Was "waiting for process substitutions"

For context:
$ git show -q origin/devel
commit 6c703092759ace29263ea96374e18412c59acc7f (origin/devel)
Author: Chet Ramey <chet.ra...@case.edu>
Date:   Thu Jul 18 16:48:17 2024 -0400

    job control cleanups; wait -n can return terminated jobs if
supplied pid arguments; wait -n can wait for process substitutions if
supplied pid arguments

On Thu, Jul 18, 2024 at 12:36 PM Chet Ramey <chet.ra...@case.edu> wrote:
>
> On 7/14/24 8:40 PM, Zachary Santer wrote:
>
> > On Fri, Jul 5, 2024 at 2:38 PM Chet Ramey <chet.ra...@case.edu> wrote:
> >>
> >> There is code tagged
> >> for bash-5.4 that allows `wait -n' to look at these exited processes as
> >> long as it's given an explicit set of pid arguments.
> >
> > I agree with all the knowledgeable people here telling you that the
> > way 'wait -n' is still implemented in bash-5.3-alpha is obviously
> > wrong, but I also want to point out that the way you plan to change
> > its behavior in bash-5.4 still won't allow Greg's example below to
> > work reliably.
>
> OK, but how would you do that? If a job has already terminated, and been
> removed from the jobs list, how would you know that `wait -n' without pid
> arguments should return it? There can be an arbitrary number of pids on
> the list of saved pids and statuses -- the only way to clear it using wait
> is to run `wait' without arguments.
>
> You can say not to remove the job from the jobs list, which gets into the
> same notification issues that originally started this discussion back in
> January, and I have made a couple of changes in that area in response to
> the original report that I think will address some of those. But once you
> move the job from the jobs list to this list of saved pids, `wait' without
> -n or pid arguments won't look for it any more (and will clear the list
> when it completes). Why should `wait -n' without pid arguments do so?

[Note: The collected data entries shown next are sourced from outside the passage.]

use notify::EventKind;
use notify::event::ModifyKind;
use std::fmt;
use std::path::PathBuf;

/// What happened to the watched paths.
#[derive(Debug, Clone, Copy, PartialEq, Eq, Hash)]
pub enum ChangeKind {
    Create,
    Write,
    Remove,
    Rename,
    Chmod,
    Other,
}

impl ChangeKind {
    pub fn as_str(&self) -> &'static str {
        match self {
            ChangeKind::Create => "CREATE",
            ChangeKind::Write => "WRITE",
            ChangeKind::Remove => "REMOVE",
            ChangeKind::Rename => "RENAME",
            ChangeKind::Chmod => "CHMOD",
            ChangeKind::Other => "OTHER",
        }
    }
}

impl From<&EventKind> for ChangeKind {
    fn from(kind: &EventKind) -> Self {
        match kind {
            EventKind::Create(_) => ChangeKind::Create,
            EventKind::Modify(ModifyKind::Name(_)) => ChangeKind::Rename,
            EventKind::Modify(ModifyKind::Metadata(_)) => ChangeKind::Chmod,
            EventKind::Modify(_) => ChangeKind::Write,
            EventKind::Remove(_) => ChangeKind::Remove,
            EventKind::Access(_) | EventKind::Any | EventKind::Other => ChangeKind::Other,
        }
    }
}

impl fmt::Display for ChangeKind {
    fn fmt(&self, f: &mut fmt::Formatter<'_>) -> fmt::Result {
        f.write_str(self.as_str())
    }
}

/// A single filesystem change reported by a watch source.
#[derive(Debug, Clone, PartialEq, Eq)]
pub struct FsEvent {
    pub kind: ChangeKind,
    pub paths: Vec<PathBuf>,
    /// The backend dropped events and the watched path has to be rescanned.
    pub needs_rescan: bool,
}

impl FsEvent {
    pub fn new(kind: ChangeKind, path: impl Into<PathBuf>) -> Self {
        Self {
            kind,
            paths: vec![path.into()],
            needs_rescan: false,
        }
    }
}

impl From<notify::Event> for FsEvent {
    fn from(event: notify::Event) -> Self {
        Self {
            kind: ChangeKind::from(&event.kind),
            needs_rescan: event.need_rescan(),
            paths: event.paths,
        }
    }
}

impl fmt::Display for FsEvent {
    fn fmt(&self, f: &mut fmt::Formatter<'_>) -> fmt::Result {
        write!(f, "{}", self.kind)?;
        for (i, path) in self.paths.iter().enumerate() {
            let sep = if i == 0 { " " } else { ", " };
            write!(f, "{sep}{:?}", path.display().to_string())?;
        }
        if self.needs_rescan {
            f.write_str(" (events lost, rescan needed)")?;
        }
        Ok(())
    }
}

/// A failure reported by a watch source while it is running.
#[derive(Debug, Clone, PartialEq, Eq)]
pub struct FsError {
    pub message: String,
    pub paths: Vec<PathBuf>,
}

impl FsError {
    pub fn new(message: impl Into<String>) -> Self {
        Self {
            message: message.into(),
            paths: Vec::new(),
        }
    }
}

impl From<notify::Error> for FsError {
    fn from(error: notify::Error) -> Self {
        let message = match &error.kind {
            notify::ErrorKind::Generic(msg) => msg.clone(),
            notify::ErrorKind::Io(err) => err.to_string(),
            other => format!("{other:?}"),
        };

        Self {
            message,
            paths: error.paths,
        }
    }
}

impl fmt::Display for FsError {
    fn fmt(&self, f: &mut fmt::Formatter<'_>) -> fmt::Result {
        f.write_str(&self.message)?;
        if !self.paths.is_empty() {
            let paths: Vec<_> = self.paths.iter().map(|p| p.display().to_string()).collect();
            write!(f, " ({})", paths.join(", "))?;
        }
        Ok(())
    }
}

impl std::error::Error for FsError {}

/// Tag carried by every sink record.
#[derive(Debug, Clone, Copy, PartialEq, Eq)]
pub enum RecordKind {
    Event,
    Error,
}

/// One item handed to a [`LogSink`](super::sink::LogSink).
#[derive(Debug, Clone, PartialEq, Eq)]
pub enum Record {
    Event(FsEvent),
    Error(FsError),
}

impl Record {
    pub fn kind(&self) -> RecordKind {
        match self {
            Record::Event(_) => RecordKind::Event,
            Record::Error(_) => RecordKind::Error,
        }
    }
}

impl fmt::Display for Record {
    fn fmt(&self, f: &mut fmt::Formatter<'_>) -> fmt::Result {
        match self {
            Record::Event(event) => write!(f, "event: {event}"),
            Record::Error(error) => write!(f, "error: {error}"),
        }
    }
}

'wait' without -n or pid arguments doesn't look in the list of saved
pids and statuses simply because it would serve no purpose for it to
do so. The return status will be 0, no matter how any child process
terminated, or even if there never was a child process. *

For 'wait -n', on the other hand:
"If the -n option is supplied, wait waits for a single job from the
list of ids or, if no ids are supplied, any job, to complete and
returns its exit status."
People are going to naturally expect 'wait -n' without pid arguments
to return immediately with the exit status of an already-terminated
child process, even if they don't provide id arguments. In order to do
so, 'wait -n' obviously has to look in the list of saved pids and
statuses.

> > On Fri, Jul 12, 2024 at 9:06 PM Greg Wooledge <g...@wooledge.org> wrote:
> >>
> >> greg@remote:~$ cat ~greybot/factoids/wait-n; echo
> >> Run up to 5 processes in parallel (bash 4.3): i=0 j=5; for elem in 
> >> "${array[@]}"; do (( i++ < j )) || wait -n; my_job "$elem" & done; wait
> >
> > He'd have to do something like this:
> > set -o noglob
> > i=0 j=5
> > declare -a pid_set=()
> > for elem in "${array[@]}"; do
> >    if (( ! i++ < j )); then
> >      wait -n -p terminated_pid -- "${!pid_set[@]}"
> >      unset pid_set[terminated_pid]
> >    fi
> >    my_job "$elem" &
> >    pid_set[${!}]=''
> > done
> > wait
> >
> > It's probably best that 'wait -n' without arguments and 'wait -n' with
> > explicit pid arguments have the same relationship to each other as
> > 'wait' without arguments and 'wait' with explicit pid arguments.
>
> That's pretty much what we're talking about here. `wait' without arguments
> doesn't look in the list of saved statuses whether -n is supplied or not.
> `wait' with pid argument should look in this list whether -n is supplied or
> not. But see below for the differences between `wait' with and without pid
> arguments whether -n is supplied or not.

Try to put yourself in the shoes of someone who doesn't know the first
thing about how bash handles child processes internally or its
implementation of 'wait'.

> > In other words, process substitutions notwithstanding,
> > $ wait
> > and
> > $ wait -- "${all_child_pids[@]}"
> > do the same thing.
>
> That's just not true, and they're not even defined to do the same thing.
> If you ask for a specific pid argument, wait will return its exit status
> even if the job it belongs to has been removed from the jobs list and
> saved on the list of saved pids and statuses. wait without pid arguments
> just makes sure there are no running child processes and clears the list of
> saved statuses -- it has no reason to look at the saved pid list before it
> clears it.

Yes, but return status aside, from the user's perspective, they do the
same thing. If you explicitly wait for the pids of all the background
jobs that have ever been forked, all elements of the list of saved
pids and statuses will have been cleared. Same deal if you provide no
id arguments.

> > So,
> > $ wait -n
> > and
> > $ wait -n -- "${all_child_pids[@]}"
> > should also do the same thing.
>
> One issue here is that wait without arguments clears the list of saved
> statuses. `wait -n' without arguments doesn't do that, but it probably
> should since it's now going to have access to that list, though it would
> no doubt break some existing use cases.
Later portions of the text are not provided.